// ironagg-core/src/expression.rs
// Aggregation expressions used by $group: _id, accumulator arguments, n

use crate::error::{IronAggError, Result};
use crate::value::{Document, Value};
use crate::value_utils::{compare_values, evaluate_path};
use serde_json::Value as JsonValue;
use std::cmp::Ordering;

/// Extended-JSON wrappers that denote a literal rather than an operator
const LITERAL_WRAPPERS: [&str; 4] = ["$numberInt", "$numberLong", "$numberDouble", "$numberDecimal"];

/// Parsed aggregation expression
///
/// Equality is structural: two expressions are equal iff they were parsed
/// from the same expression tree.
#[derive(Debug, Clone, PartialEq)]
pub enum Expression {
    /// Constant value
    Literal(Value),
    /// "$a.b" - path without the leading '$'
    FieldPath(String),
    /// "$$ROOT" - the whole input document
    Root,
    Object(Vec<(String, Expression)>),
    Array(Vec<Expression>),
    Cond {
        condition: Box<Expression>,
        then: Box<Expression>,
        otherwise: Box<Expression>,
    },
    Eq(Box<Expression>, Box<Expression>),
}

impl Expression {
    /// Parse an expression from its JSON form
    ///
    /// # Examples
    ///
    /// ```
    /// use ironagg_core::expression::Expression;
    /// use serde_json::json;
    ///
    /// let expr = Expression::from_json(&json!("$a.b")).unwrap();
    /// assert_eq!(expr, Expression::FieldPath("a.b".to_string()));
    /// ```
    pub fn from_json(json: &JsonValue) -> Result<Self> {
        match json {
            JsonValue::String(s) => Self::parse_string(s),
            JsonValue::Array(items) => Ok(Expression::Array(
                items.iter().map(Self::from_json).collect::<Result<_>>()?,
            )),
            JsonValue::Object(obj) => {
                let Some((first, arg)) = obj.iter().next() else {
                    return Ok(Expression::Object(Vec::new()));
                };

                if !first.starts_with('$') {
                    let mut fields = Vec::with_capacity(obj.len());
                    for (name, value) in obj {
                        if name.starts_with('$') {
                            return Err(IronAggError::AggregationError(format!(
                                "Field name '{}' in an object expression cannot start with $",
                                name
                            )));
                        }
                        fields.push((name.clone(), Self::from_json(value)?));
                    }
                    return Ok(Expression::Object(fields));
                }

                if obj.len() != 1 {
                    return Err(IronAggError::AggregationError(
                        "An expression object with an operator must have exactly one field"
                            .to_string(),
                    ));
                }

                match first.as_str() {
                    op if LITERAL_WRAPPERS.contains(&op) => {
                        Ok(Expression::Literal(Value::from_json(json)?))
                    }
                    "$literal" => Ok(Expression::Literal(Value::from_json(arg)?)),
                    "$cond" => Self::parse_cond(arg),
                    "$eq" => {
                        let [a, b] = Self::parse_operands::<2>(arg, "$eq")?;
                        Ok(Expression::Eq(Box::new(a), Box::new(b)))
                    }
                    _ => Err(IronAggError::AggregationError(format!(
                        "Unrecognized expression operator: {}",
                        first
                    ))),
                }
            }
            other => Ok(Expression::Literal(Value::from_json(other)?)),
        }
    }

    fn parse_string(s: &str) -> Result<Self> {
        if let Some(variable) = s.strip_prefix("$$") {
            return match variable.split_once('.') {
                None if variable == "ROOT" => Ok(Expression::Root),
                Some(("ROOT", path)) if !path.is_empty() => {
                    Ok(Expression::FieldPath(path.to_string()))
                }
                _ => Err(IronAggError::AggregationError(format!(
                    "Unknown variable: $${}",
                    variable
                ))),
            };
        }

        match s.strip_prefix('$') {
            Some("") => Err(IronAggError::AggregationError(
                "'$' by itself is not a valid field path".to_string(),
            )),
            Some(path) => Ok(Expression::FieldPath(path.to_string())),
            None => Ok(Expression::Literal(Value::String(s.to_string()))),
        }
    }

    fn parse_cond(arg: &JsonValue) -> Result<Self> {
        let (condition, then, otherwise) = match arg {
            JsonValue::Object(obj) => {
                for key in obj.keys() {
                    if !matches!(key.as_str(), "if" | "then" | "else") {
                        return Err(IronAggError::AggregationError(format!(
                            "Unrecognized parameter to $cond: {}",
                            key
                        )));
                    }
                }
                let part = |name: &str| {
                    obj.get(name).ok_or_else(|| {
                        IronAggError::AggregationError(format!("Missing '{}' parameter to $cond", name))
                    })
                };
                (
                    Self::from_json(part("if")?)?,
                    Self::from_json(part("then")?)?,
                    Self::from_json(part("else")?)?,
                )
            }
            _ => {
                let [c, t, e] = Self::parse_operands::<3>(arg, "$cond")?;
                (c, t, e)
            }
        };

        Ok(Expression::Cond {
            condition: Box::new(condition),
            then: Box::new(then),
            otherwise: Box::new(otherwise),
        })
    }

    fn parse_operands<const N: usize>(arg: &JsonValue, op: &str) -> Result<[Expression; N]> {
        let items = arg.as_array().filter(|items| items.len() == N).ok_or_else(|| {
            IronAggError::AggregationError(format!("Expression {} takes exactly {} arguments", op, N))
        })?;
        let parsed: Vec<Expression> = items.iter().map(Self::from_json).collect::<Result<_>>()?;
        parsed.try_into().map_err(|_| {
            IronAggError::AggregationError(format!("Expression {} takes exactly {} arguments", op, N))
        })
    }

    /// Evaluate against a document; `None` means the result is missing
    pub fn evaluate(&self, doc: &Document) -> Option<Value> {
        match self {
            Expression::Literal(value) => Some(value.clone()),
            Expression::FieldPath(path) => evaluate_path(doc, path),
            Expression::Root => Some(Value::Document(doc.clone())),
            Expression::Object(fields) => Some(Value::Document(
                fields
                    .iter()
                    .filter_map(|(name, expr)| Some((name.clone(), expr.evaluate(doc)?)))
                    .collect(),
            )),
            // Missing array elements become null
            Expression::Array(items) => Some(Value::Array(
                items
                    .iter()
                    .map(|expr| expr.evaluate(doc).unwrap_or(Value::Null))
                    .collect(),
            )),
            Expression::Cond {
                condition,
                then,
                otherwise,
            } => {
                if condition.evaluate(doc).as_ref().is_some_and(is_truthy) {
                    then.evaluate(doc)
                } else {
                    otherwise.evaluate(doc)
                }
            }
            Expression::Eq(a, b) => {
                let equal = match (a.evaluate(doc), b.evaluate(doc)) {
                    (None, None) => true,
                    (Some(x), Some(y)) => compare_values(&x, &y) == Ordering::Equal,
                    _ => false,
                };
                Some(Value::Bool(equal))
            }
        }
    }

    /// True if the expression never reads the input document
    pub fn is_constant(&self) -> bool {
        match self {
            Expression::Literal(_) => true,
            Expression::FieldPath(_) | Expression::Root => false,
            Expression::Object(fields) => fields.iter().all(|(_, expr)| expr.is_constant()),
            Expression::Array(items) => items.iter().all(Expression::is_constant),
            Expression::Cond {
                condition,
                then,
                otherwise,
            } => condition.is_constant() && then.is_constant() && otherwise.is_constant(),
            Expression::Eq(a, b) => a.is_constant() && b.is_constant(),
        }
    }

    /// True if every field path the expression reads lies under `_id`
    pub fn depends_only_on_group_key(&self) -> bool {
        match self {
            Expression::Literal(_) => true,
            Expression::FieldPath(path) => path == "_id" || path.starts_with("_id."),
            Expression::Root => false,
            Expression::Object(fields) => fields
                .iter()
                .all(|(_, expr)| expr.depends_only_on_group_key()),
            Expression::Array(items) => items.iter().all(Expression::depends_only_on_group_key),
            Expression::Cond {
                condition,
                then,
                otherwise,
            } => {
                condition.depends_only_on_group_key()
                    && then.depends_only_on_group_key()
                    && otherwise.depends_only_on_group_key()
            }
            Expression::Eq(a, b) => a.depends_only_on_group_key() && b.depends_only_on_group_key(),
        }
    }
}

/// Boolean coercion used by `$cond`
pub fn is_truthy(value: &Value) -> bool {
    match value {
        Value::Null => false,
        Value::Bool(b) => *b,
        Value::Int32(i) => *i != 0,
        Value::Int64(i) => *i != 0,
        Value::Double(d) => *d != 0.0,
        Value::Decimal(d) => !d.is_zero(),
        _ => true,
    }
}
+++
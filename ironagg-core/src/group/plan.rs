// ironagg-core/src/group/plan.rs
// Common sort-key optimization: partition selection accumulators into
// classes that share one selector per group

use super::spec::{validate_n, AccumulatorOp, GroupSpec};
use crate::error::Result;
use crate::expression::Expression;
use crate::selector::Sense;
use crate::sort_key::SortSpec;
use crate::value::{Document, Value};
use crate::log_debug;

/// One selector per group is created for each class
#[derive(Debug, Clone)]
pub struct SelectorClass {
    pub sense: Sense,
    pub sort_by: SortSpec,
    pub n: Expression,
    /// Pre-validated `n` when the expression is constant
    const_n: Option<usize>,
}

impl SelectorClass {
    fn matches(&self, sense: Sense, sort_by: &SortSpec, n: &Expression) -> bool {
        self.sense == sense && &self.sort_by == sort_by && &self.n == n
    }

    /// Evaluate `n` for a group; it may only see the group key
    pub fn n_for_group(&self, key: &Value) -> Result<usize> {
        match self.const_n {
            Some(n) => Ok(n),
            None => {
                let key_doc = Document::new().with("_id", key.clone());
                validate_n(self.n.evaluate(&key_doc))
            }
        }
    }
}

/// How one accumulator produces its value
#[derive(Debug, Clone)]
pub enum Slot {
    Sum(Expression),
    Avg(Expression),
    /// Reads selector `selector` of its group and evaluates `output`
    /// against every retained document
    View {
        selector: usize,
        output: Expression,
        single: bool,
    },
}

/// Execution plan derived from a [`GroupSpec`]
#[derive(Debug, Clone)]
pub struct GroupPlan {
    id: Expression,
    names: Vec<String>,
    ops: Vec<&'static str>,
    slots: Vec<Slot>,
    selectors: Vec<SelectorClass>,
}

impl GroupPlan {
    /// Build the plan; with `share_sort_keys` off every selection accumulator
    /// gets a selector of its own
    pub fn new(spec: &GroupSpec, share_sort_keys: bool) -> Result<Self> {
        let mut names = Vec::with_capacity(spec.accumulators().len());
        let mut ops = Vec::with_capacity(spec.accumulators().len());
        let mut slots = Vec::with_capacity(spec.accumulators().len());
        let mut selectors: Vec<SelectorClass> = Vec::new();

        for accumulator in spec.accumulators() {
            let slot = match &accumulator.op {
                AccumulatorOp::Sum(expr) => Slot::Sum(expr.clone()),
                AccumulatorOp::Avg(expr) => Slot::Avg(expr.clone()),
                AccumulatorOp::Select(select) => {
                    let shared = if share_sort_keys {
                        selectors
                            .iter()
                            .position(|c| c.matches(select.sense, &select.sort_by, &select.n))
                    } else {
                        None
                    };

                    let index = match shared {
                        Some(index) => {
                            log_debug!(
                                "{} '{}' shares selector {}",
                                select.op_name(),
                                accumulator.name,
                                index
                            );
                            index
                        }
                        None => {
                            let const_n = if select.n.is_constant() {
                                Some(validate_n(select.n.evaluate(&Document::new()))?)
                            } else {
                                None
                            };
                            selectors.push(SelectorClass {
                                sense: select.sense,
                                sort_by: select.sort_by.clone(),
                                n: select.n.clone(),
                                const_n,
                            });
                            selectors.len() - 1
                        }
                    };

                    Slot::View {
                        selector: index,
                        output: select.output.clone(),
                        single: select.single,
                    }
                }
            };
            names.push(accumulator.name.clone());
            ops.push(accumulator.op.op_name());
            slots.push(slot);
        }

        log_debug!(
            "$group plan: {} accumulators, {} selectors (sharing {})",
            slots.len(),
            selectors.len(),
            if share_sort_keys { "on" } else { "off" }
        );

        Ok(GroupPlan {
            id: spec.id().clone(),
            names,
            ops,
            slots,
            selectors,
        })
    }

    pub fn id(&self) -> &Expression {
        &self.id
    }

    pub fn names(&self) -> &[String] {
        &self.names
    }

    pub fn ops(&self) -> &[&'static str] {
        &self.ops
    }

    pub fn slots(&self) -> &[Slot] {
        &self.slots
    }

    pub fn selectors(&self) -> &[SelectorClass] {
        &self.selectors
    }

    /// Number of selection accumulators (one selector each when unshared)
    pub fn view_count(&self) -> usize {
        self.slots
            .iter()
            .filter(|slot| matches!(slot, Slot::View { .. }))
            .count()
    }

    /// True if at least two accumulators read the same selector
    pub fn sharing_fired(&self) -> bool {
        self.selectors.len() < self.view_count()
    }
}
+++
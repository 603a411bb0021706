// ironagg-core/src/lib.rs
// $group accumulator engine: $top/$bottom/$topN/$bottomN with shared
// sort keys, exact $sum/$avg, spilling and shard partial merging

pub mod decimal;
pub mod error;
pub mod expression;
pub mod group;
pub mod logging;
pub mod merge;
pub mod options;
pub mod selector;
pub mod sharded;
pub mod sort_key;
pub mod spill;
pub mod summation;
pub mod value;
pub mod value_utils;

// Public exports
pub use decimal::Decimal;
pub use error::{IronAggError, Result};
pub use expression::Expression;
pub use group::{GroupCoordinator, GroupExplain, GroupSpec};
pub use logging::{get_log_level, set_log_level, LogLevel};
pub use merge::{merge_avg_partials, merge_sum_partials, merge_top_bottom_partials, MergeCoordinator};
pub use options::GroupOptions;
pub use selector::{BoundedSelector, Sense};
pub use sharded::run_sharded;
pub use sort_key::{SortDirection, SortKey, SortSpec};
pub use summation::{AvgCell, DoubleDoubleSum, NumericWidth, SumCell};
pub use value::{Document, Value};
+++
REQUIRED ACTION: Return each line from the records that includes the word "JsonValue".

SOLUTION TO THE PROBLEM:
use serde_json::Value as JsonValue;
    pub fn from_json(json: &JsonValue) -> Result<Self> {
            JsonValue::String(s) => Self::parse_string(s),
            JsonValue::Array(items) => Ok(Expression::Array(
            JsonValue::Object(obj) => {
    fn parse_cond(arg: &JsonValue) -> Result<Self> {
            JsonValue::Object(obj) => {
    fn parse_operands<const N: usize>(arg: &JsonValue, op: &str) -> Result<[Expression; N]> {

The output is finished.